EXERCISE GOAL:
Would you give the number of lines below in which the string "usize" appears? Nothing else is needed.

AVAILABLE DATA:
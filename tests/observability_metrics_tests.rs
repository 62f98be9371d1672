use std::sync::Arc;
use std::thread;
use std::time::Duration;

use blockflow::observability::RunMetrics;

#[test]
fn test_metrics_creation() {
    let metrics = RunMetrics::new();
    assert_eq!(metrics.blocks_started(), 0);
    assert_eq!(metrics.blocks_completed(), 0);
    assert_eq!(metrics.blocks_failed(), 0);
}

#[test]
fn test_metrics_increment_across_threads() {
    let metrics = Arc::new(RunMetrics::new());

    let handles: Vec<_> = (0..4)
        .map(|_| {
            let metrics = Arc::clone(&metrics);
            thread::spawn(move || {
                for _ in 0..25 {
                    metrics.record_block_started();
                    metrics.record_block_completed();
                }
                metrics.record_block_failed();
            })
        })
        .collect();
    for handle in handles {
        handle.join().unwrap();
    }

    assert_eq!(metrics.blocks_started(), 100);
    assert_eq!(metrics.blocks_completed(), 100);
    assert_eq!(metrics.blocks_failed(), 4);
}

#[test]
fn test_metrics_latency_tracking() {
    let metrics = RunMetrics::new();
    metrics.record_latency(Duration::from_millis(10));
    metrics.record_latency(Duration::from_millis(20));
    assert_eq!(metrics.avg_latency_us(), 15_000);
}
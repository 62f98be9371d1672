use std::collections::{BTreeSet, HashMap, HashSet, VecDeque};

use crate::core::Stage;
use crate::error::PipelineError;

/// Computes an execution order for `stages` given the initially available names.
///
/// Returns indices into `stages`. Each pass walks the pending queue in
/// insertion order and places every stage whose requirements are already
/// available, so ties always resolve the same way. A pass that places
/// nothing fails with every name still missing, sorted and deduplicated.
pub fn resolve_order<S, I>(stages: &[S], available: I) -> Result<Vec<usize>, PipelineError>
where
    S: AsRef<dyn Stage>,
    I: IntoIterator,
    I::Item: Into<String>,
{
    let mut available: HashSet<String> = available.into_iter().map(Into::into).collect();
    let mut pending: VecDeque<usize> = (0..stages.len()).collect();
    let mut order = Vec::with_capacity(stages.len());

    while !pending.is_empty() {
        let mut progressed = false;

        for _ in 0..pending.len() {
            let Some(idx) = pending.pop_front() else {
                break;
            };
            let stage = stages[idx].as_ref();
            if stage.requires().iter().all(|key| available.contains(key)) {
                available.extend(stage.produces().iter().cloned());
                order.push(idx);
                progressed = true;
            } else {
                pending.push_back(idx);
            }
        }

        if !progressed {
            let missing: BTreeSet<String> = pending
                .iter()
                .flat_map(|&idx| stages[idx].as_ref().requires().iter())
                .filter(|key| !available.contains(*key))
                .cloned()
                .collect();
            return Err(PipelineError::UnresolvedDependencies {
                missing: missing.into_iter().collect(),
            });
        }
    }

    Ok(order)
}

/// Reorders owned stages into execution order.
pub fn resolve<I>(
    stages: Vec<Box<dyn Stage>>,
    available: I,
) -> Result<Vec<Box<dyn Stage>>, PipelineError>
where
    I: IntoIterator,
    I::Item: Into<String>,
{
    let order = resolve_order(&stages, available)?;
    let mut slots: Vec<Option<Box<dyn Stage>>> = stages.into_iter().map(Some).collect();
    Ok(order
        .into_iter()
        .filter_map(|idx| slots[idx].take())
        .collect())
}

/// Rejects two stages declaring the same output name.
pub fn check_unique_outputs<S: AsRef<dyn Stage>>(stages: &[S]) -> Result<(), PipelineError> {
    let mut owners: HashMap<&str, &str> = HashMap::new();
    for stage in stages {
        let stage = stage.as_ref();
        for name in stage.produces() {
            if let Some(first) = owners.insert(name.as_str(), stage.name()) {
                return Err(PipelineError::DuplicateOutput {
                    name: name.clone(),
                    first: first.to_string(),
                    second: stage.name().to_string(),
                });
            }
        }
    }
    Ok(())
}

OUTPUT FOR THIS EXERCISE:
2